___ Data shown ___

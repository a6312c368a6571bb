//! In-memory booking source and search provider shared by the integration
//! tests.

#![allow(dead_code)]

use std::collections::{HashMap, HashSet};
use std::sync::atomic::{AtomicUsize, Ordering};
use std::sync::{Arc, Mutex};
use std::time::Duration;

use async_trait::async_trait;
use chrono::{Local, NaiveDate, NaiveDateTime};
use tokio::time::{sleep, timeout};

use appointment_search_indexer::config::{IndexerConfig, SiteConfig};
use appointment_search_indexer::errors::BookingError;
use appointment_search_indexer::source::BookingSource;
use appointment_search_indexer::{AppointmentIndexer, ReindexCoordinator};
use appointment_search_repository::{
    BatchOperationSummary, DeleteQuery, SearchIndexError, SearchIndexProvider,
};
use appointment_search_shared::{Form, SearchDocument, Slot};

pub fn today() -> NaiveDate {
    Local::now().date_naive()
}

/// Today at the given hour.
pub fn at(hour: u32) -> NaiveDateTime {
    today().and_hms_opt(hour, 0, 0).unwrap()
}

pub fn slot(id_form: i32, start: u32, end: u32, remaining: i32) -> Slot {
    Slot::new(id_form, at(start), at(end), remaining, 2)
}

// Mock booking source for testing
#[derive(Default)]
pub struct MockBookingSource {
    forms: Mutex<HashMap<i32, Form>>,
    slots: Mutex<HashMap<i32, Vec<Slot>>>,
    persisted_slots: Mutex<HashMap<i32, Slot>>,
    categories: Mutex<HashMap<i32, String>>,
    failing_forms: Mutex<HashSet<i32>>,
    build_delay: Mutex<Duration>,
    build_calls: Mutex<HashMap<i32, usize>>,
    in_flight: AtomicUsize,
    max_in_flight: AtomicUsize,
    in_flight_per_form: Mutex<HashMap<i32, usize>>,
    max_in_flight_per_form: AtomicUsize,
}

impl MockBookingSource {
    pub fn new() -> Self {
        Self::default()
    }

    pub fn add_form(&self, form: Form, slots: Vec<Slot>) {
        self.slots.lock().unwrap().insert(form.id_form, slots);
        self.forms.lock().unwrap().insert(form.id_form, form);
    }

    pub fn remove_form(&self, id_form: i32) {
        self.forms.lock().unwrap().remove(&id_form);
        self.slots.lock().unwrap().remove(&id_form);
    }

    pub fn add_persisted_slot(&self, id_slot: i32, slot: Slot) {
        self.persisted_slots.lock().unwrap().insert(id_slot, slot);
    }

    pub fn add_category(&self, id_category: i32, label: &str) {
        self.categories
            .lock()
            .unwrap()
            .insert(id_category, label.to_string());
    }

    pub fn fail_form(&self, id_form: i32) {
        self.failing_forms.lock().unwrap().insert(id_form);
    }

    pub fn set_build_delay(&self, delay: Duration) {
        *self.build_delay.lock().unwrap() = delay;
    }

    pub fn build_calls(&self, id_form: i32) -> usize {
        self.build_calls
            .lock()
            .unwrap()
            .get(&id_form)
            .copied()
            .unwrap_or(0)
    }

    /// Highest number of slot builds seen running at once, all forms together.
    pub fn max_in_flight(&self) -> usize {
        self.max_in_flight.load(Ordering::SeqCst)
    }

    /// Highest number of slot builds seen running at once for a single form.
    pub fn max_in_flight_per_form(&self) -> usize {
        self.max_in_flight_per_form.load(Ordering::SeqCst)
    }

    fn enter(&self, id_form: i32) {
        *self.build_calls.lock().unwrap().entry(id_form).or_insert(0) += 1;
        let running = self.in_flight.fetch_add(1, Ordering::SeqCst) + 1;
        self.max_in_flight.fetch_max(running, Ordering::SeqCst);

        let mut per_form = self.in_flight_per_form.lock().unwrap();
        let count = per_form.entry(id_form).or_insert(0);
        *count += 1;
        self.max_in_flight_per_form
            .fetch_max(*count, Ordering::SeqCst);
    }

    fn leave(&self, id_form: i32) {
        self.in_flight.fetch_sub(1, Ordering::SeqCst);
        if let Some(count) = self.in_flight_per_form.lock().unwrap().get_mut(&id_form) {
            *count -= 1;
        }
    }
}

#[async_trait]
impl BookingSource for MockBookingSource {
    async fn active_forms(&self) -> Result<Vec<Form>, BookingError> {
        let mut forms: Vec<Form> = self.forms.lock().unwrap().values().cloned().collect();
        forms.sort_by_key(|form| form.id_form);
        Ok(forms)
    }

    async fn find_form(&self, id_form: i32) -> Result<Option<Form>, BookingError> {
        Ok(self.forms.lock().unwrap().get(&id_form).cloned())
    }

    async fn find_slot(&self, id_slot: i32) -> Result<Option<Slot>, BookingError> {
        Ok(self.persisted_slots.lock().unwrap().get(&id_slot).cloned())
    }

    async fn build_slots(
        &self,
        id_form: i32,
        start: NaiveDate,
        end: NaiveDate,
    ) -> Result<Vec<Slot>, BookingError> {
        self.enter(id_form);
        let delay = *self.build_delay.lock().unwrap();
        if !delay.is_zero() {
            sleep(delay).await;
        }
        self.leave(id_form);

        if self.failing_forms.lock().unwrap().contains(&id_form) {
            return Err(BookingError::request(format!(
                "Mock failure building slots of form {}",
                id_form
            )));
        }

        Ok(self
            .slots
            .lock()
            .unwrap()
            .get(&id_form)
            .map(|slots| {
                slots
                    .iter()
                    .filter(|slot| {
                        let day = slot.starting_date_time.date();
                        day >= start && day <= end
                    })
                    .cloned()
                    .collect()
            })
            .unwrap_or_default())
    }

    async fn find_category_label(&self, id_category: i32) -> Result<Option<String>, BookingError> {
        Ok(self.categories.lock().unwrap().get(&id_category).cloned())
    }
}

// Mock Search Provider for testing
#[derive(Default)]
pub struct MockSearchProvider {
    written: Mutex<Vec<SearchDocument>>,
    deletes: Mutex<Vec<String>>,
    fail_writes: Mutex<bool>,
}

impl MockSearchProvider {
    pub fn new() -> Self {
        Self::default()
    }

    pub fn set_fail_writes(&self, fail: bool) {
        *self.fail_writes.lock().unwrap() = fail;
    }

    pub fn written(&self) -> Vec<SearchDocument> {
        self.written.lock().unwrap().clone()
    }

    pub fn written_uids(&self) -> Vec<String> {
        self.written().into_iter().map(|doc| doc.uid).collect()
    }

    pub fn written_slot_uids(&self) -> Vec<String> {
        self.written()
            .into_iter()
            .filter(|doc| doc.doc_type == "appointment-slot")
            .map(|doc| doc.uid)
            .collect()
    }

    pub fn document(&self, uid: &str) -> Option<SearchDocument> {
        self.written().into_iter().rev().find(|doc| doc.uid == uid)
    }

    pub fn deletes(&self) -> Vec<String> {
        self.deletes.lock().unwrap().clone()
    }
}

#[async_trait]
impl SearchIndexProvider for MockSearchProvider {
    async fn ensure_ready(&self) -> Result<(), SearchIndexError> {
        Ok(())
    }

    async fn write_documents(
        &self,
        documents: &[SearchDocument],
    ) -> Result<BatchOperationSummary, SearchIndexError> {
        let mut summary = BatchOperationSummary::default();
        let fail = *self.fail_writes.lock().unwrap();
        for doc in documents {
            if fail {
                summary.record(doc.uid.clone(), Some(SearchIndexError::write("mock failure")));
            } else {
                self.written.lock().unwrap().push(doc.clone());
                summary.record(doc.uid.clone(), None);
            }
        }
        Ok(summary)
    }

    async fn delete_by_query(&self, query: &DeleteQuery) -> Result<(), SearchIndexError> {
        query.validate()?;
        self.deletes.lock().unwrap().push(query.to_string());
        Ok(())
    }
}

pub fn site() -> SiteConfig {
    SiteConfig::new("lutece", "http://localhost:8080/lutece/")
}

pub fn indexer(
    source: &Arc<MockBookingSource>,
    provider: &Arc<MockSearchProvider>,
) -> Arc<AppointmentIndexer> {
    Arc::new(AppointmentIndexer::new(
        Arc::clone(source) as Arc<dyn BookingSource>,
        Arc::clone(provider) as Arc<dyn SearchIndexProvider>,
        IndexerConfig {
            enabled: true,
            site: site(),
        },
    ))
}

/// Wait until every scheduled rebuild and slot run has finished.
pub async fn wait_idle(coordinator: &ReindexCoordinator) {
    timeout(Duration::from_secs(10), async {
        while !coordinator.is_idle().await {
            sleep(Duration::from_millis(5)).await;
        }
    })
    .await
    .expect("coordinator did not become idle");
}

___

→ **Task statement**: Look above for the line with "run has finished.", then copy it and each later line exactly, stopping at the last line of the records.

→ **Task result**:
/// Wait until every scheduled rebuild and slot run has finished.
pub async fn wait_idle(coordinator: &ReindexCoordinator) {
    timeout(Duration::from_secs(10), async {
        while !coordinator.is_idle().await {
            sleep(Duration::from_millis(5)).await;
        }
    })
    .await
    .expect("coordinator did not become idle");
}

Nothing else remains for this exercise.